Stacy Abrams Meets With American Historians


Stacy Abrams, who lost a very close race for Georgia governor in November, was in Philadelphia on Friday to talk to American historians in town for the annual meeting of the Organization of American Historians.  The topic was voter suppression.  Here is a taste of  Jennifer Schuessler‘s piece at The New York Times:

...last Friday, Ms. Abrams dropped in on a much quieter venue: the Library Company of Philadelphia, founded in 1731 by Ben Franklin, which bills itself as the oldest cultural institution in the United States.

It wasn’t a stop on Ms. Abrams’s book tour. Instead, she was there to participate in an intimate two-hour conversation about the history of voter suppression with four leading scholars. It will be published next year by the University of Georgia Press as part of a new series called History in the Headlines, which aims to bring historical expertise to bear on today’s most hotly debated issues.The Trump era has been a red-alert moment for many historians, who have mobilized in the classroom, on op-ed pages and on social media to combat what they see as the erosion of democratic norms and an attack on truth itself.

For the conversation, the moderator, Jim Downs, a professor at Connecticut College, had recruited what he called a “dream team”: Carol Anderson, the author of “One Person, No Vote;” Heather Cox Richardson, an expert in the history of the Republican Party; Heather Ann Thompson, the author of a Pulitzer Prize-winning account of the Attica prison revolt; and Kevin Kruse, who has become famous for his epic Twitter threads smiting the dubious historical claims of pundits and politicians.

Before the event, they seemed galvanized at the prospect of talking with someone who has, as Mr. Kruse put it, skin in the game.

“When the email went out saying she was coming, I was like —,” Dr. Anderson, a professor at Emory University, said, clutching her heart. A few minutes later, Ms. Abrams approached.

Read the entire piece here.

2 thoughts on “Stacy Abrams Meets With American Historians

  1. Here are a few questions Ms. Abrams’ admiring panel of ideological fellow travelers could have asked in an alternative universe:

    “You’ve refused to concede a gubernatorial election that you lost by more than 50,000 votes. Isn’t it important to ‘respect the outcome of elections’? Doesn’t this sort of behavior ‘undermine democracy?” (I could swear I’ve heard this somewhere before.)

    “You’ve said: ‘I believe in identity politics. I believe identity politics are the politics that win.’ Yet, this attitude would seem to encourage explicit appeals to white nationalism. Could you maybe differentiate for us between the Good and Bad identity politics?”

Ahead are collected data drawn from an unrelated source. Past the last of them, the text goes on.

//! TOML parser for .methodprune.toml files
//!
//! Handles discovering and deserializing project configuration files.

use std::collections::BTreeMap;
use std::fs;
use std::path::{Path, PathBuf};

use serde::Deserialize;

use crate::core::models::LookbackStrategy;

/// File name looked up from the working directory upward
pub const PROJECT_FILE_NAME: &str = ".methodprune.toml";

/// A .methodprune.toml file structure
#[derive(Debug, Default, Deserialize)]
#[serde(deny_unknown_fields)]
pub struct ProjectFile {
    /// Settings applied to every run
    #[serde(default)]
    pub defaults: SettingsEntry,

    /// Named method lists
    #[serde(default, rename = "preset")]
    pub presets: Vec<PresetEntry>,
}

/// Optional locator and driver settings
///
/// Every field is optional so entries can be layered over each other.
#[derive(Debug, Clone, Default, PartialEq, Eq, Deserialize)]
#[serde(deny_unknown_fields)]
pub struct SettingsEntry {
    /// Doc-comment lookback strategy
    pub lookback: Option<LookbackStrategy>,

    /// Maximum number of lines the lookback inspects
    pub lookback_depth: Option<usize>,

    /// Access modifiers accepted before the method name
    pub modifiers: Option<Vec<String>>,

    /// Remove one blank line after each removed method
    pub trim_blank: Option<bool>,

    /// Exit successfully even when some methods are missing
    pub allow_missing: Option<bool>,
}

/// A `[[preset]]` entry in .methodprune.toml
#[derive(Debug, Clone, Deserialize)]
pub struct PresetEntry {
    /// Name used with `--preset`
    pub name: String,

    /// Optional human-readable description
    #[serde(default)]
    pub description: Option<String>,

    /// Methods to remove, in order
    #[serde(default)]
    pub methods: Vec<String>,

    /// Settings overriding `[defaults]`
    #[serde(flatten)]
    pub settings: SettingsEntry,

    /// Keys matching no known field, rejected after parsing
    #[serde(flatten)]
    pub unknown: BTreeMap<String, toml::Value>,
}

/// Find the nearest .methodprune.toml from `from` up to the repo root
#[must_use]
pub fn find_project_file(from: &Path) -> Option<PathBuf> {
    let mut current = from.to_path_buf();

    // Normalize: if it's a file, start from parent
    if current.is_file() {
        current = current.parent().unwrap_or(from).to_path_buf();
    }

    loop {
        let candidate = current.join(PROJECT_FILE_NAME);
        if candidate.is_file() {
            return Some(candidate);
        }

        // Stop at repo root (.git) or filesystem root
        if current.join(".git").exists() {
            return None;
        }

        match current.parent() {
            Some(parent) => current = parent.to_path_buf(),
            None => return None,
        }
    }
}

/// Parse .methodprune.toml content
///
/// # Errors
///
/// Returns an error if the content is not valid for the file schema.
pub fn parse_project_file(content: &str) -> anyhow::Result<ProjectFile> {
    let file: ProjectFile = toml::from_str(content)?;

    // `deny_unknown_fields` does not reach through `flatten`
    for preset in &file.presets {
        if let Some(key) = preset.unknown.keys().next() {
            anyhow::bail!("unknown field `{key}` in preset `{}`", preset.name);
        }
    }

    Ok(file)
}

/// Load a .methodprune.toml file
///
/// # Errors
///
/// Returns an error if the file cannot be read or parsed.
pub fn load_file(path: &Path) -> anyhow::Result<ProjectFile> {
    let content = fs::read_to_string(path)?;
    parse_project_file(&content)
}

    “You’ve blamed your loss entirely on voter suppression, without any meaningful evidence that 1) it occurred, and 2) that it had any bearing on the outcome. Do you accept any responsibility for your loss? Isn’t it both irresponsible and immoral to make racially-charged claims of this type without substantiation? Or is that just part of the Winning Identity Politics playbook?”


  2. Ms. Abrams is suffering from the same problem which plagued Hillary Clinton two years ago; specifically, she is in denial concerning the results of an election. Factors, other than their own actual campaign tactics, prevented them from winning. Blame someone or something else.

    As the article states, the session was closed to the public. Accordingly, in fairness to the participants no outsider can speak definitively about the full tone of the meeting, Just reading the narrative presented here, however, leads me to wonder if the assembled historical luminaries might have been a mite sycophantic toward their political guest. There were no examples of “hardball” questions which might have probed objectivity into the broad subject of legitimate and illegitimate voting patterns in the USA. Was the meeting just a big love-in void of serious historical probing?